*Problem requirements:* Whenever a line in the material below contains "failed", copy that line.

*Dataset records:*
-- -- --

use std::str::FromStr;
use std::sync::Mutex;
use std::time::Duration;

use chrono::Utc;
use rusqlite::Connection;
use serde_json::Value;
use tracing::{debug, info, instrument, warn};
use uuid::Uuid;

use crate::error::{QueueError, Result};
use crate::types::{Job, JobStatus};

/// Error messages stored on a job row are capped at this length.
const ERROR_TRUNCATE: usize = 500;
/// Base backoff unit in seconds.
const BACKOFF_BASE_SECS: u64 = 60;
/// Backoff ceiling in seconds.
const BACKOFF_MAX_SECS: u64 = 3600;

/// Parameters for one enqueue call.
#[derive(Debug, Clone)]
pub struct EnqueueRequest {
    pub tenant_id: String,
    pub job_type: String,
    pub payload: Value,
    pub priority: i64,
    pub delay: Duration,
    pub max_attempts: u32,
    /// Stored inside the payload; handlers with external side effects
    /// consume it to guarantee at-most-once delivery.
    pub idempotency_key: Option<String>,
}

impl EnqueueRequest {
    pub fn new(tenant_id: impl Into<String>, job_type: impl Into<String>, payload: Value) -> Self {
        Self {
            tenant_id: tenant_id.into(),
            job_type: job_type.into(),
            payload,
            priority: 0,
            delay: Duration::ZERO,
            max_attempts: 5,
            idempotency_key: None,
        }
    }

    pub fn priority(mut self, priority: i64) -> Self {
        self.priority = priority;
        self
    }

    pub fn delay(mut self, delay: Duration) -> Self {
        self.delay = delay;
        self
    }

    pub fn idempotency_key(mut self, key: impl Into<String>) -> Self {
        self.idempotency_key = Some(key.into());
        self
    }
}

/// Durable FIFO-by-priority job queue backed by SQLite.
///
/// All side-effecting work goes through here. The `Mutex<Connection>` makes
/// every statement atomic with respect to other queue users in this process,
/// which is what gives `claim` its exactly-one-claimer guarantee.
pub struct JobQueue {
    db: Mutex<Connection>,
}

impl JobQueue {
    /// Wrap an already-open (and `init_db`-initialised) connection.
    pub fn new(conn: Connection) -> Self {
        Self {
            db: Mutex::new(conn),
        }
    }

    /// Insert one pending job. Returns the stored row.
    #[instrument(skip(self, req), fields(tenant_id = %req.tenant_id, job_type = %req.job_type))]
    pub fn enqueue(&self, req: EnqueueRequest) -> Result<Job> {
        let id = Uuid::new_v4().to_string();
        let now = Utc::now();
        let now_str = now.to_rfc3339();
        let scheduled_at = (now + chrono::Duration::from_std(req.delay).unwrap_or_default())
            .to_rfc3339();

        let mut payload = req.payload;
        if let Some(key) = &req.idempotency_key {
            if let Some(obj) = payload.as_object_mut() {
                obj.insert("idempotency_key".to_string(), Value::from(key.clone()));
            }
        }
        let payload_str = serde_json::to_string(&payload)?;

        let db = self.db.lock().unwrap();
        db.execute(
            "INSERT INTO jobs
             (id, tenant_id, job_type, payload, status, priority, attempts,
              max_attempts, scheduled_at, created_at)
             VALUES (?1, ?2, ?3, ?4, 'pending', ?5, 0, ?6, ?7, ?8)",
            rusqlite::params![
                id,
                req.tenant_id,
                req.job_type,
                payload_str,
                req.priority,
                req.max_attempts,
                scheduled_at,
                now_str,
            ],
        )?;
        info!(job_id = %id, "job enqueued");

        Ok(Job {
            id,
            tenant_id: req.tenant_id,
            job_type: req.job_type,
            payload,
            status: JobStatus::Pending,
            priority: req.priority,
            attempts: 0,
            max_attempts: req.max_attempts,
            scheduled_at,
            started_at: None,
            completed_at: None,
            error_message: None,
            created_at: now_str,
        })
    }

    /// Claim the next due job whose type is in `allowed_types`.
    ///
    /// One atomic UPDATE moves the row pending→running, stamps `started_at`
    /// and bumps `attempts`. Types outside the set are left untouched for
    /// workers of the right role.
    pub fn claim(&self, allowed_types: &[&str]) -> Result<Option<Job>> {
        if allowed_types.is_empty() {
            return Ok(None);
        }
        let now = Utc::now().to_rfc3339();
        let placeholders = (0..allowed_types.len())
            .map(|i| format!("?{}", i + 2))
            .collect::<Vec<_>>()
            .join(", ");
        let sql = format!(
            "UPDATE jobs
             SET status = 'running', started_at = ?1, attempts = attempts + 1
             WHERE id = (
                 SELECT id FROM jobs
                 WHERE status = 'pending' AND scheduled_at <= ?1
                   AND job_type IN ({placeholders})
                 ORDER BY priority DESC, created_at ASC
                 LIMIT 1
             )
             RETURNING id, tenant_id, job_type, payload, status, priority,
                       attempts, max_attempts, scheduled_at, started_at,
                       completed_at, error_message, created_at"
        );

        let params = std::iter::once(now.clone())
            .chain(allowed_types.iter().map(|t| t.to_string()))
            .collect::<Vec<_>>();

        let db = self.db.lock().unwrap();
        let mut stmt = db.prepare_cached(&sql)?;
        match stmt.query_row(rusqlite::params_from_iter(params), row_to_job) {
            Ok(job) => {
                let job = job?;
                debug!(job_id = %job.id, job_type = %job.job_type, attempt = job.attempts, "job claimed");
                Ok(Some(job))
            }
            Err(rusqlite::Error::QueryReturnedNoRows) => Ok(None),
            Err(e) => Err(QueueError::Database(e)),
        }
    }

    /// Mark a running job completed.
    #[instrument(skip(self))]
    pub fn complete(&self, id: &str) -> Result<()> {
        let now = Utc::now().to_rfc3339();
        let db = self.db.lock().unwrap();
        let n = db.execute(
            "UPDATE jobs SET status = 'completed', completed_at = ?2 WHERE id = ?1",
            rusqlite::params![id, now],
        )?;
        if n == 0 {
            return Err(QueueError::JobNotFound { id: id.to_string() });
        }
        Ok(())
    }

    /// Record a handler failure.
    ///
    /// Transient failures re-schedule with exponential backoff until
    /// `max_attempts`; permanent failures (and exhausted retries) park the
    /// row in `failed`.
    #[instrument(skip(self, error))]
    pub fn fail(&self, id: &str, error: &str, permanent: bool) -> Result<()> {
        let truncated: String = error.chars().take(ERROR_TRUNCATE).collect();
        let db = self.db.lock().unwrap();
        let (attempts, max_attempts): (u32, u32) = db.query_row(
            "SELECT attempts, max_attempts FROM jobs WHERE id = ?1",
            [id],
            |row| Ok((row.get(0)?, row.get(1)?)),
        )?;

        if permanent || attempts >= max_attempts {
            db.execute(
                "UPDATE jobs SET status = 'failed', error_message = ?2 WHERE id = ?1",
                rusqlite::params![id, truncated],
            )?;
            warn!(job_id = %id, attempts, permanent, "job failed");
        } else {
            let next = Utc::now() + chrono::Duration::seconds(backoff_secs(attempts) as i64);
            db.execute(
                "UPDATE jobs SET status = 'pending', scheduled_at = ?2, error_message = ?3
                 WHERE id = ?1",
                rusqlite::params![id, next.to_rfc3339(), truncated],
            )?;
            debug!(job_id = %id, attempts, "job re-scheduled with backoff");
        }
        Ok(())
    }

    /// Return running rows older than `lease_horizon` to pending.
    ///
    /// Handlers must tolerate re-execution; a swept job may still complete
    /// in its original worker.
    pub fn sweep_stale(&self, lease_horizon: Duration) -> Result<usize> {
        let cutoff = (Utc::now()
            - chrono::Duration::from_std(lease_horizon).unwrap_or_default())
        .to_rfc3339();
        let db = self.db.lock().unwrap();
        let n = db.execute(
            "UPDATE jobs SET status = 'pending'
             WHERE status = 'running' AND started_at < ?1",
            [cutoff],
        )?;
        if n > 0 {
            warn!(count = n, "stale running jobs returned to pending");
        }
        Ok(n)
    }

    /// Consume an idempotency key. Returns true the first time, false after.
    pub fn try_consume_idempotency_key(&self, key: &str) -> Result<bool> {
        let now = Utc::now().to_rfc3339();
        let db = self.db.lock().unwrap();
        let inserted = db.execute(
            "INSERT OR IGNORE INTO job_idempotency (key, consumed_at) VALUES (?1, ?2)",
            rusqlite::params![key, now],
        )?;
        Ok(inserted == 1)
    }

    /// Load a job by id.
    pub fn get(&self, id: &str) -> Result<Job> {
        let db = self.db.lock().unwrap();
        match db.query_row(
            "SELECT id, tenant_id, job_type, payload, status, priority, attempts,
                    max_attempts, scheduled_at, started_at, completed_at,
                    error_message, created_at
             FROM jobs WHERE id = ?1",
            [id],
            row_to_job,
        ) {
            Ok(job) => job,
            Err(rusqlite::Error::QueryReturnedNoRows) => {
                Err(QueueError::JobNotFound { id: id.to_string() })
            }
            Err(e) => Err(QueueError::Database(e)),
        }
    }

    /// All jobs in a status, oldest first. Used by tests and admin tooling.
    pub fn list_status(&self, status: JobStatus) -> Result<Vec<Job>> {
        let db = self.db.lock().unwrap();
        let mut stmt = db.prepare(
            "SELECT id, tenant_id, job_type, payload, status, priority, attempts,
                    max_attempts, scheduled_at, started_at, completed_at,
                    error_message, created_at
             FROM jobs WHERE status = ?1 ORDER BY created_at",
        )?;
        let rows = stmt.query_map([status.to_string()], row_to_job)?;
        let mut jobs = Vec::new();
        for row in rows {
            jobs.push(row??);
        }
        Ok(jobs)
    }
}

/// Exponential backoff with jitter: `min(60s·2^attempts, 1h) · U(0.5, 1.5)`.
///
/// The jitter factor is derived from the subsecond clock, avoiding a rand
/// dependency.
fn backoff_secs(attempts: u32) -> u64 {
    let base = BACKOFF_BASE_SECS
        .saturating_mul(1u64 << attempts.min(10))
        .min(BACKOFF_MAX_SECS);
    let nanos = std::time::SystemTime::now()
        .duration_since(std::time::UNIX_EPOCH)
        .map(|d| d.subsec_nanos())
        .unwrap_or(0) as u64;
    let factor = 0.5 + (nanos % 1000) as f64 / 1000.0;
    ((base as f64) * factor) as u64
}

fn row_to_job(row: &rusqlite::Row<'_>) -> rusqlite::Result<Result<Job>> {
    let payload_str: String = row.get(3)?;
    let status_str: String = row.get(4)?;
    let attempts: i64 = row.get(6)?;
    let max_attempts: i64 = row.get(7)?;

    Ok((|| {
        Ok(Job {
            id: row.get(0)?,
            tenant_id: row.get(1)?,
            job_type: row.get(2)?,
            payload: serde_json::from_str(&payload_str)?,
            status: JobStatus::from_str(&status_str)?,
            priority: row.get(5)?,
            attempts: attempts as u32,
            max_attempts: max_attempts as u32,
            scheduled_at: row.get(8)?,
            started_at: row.get(9)?,
            completed_at: row.get(10)?,
            error_message: row.get(11)?,
            created_at: row.get(12)?,
        })
    })())
}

-- -- --

*Result for this exercise:*
    /// row in `failed`.
                "UPDATE jobs SET status = 'failed', error_message = ?2 WHERE id = ?1",
            warn!(job_id = %id, attempts, permanent, "job failed");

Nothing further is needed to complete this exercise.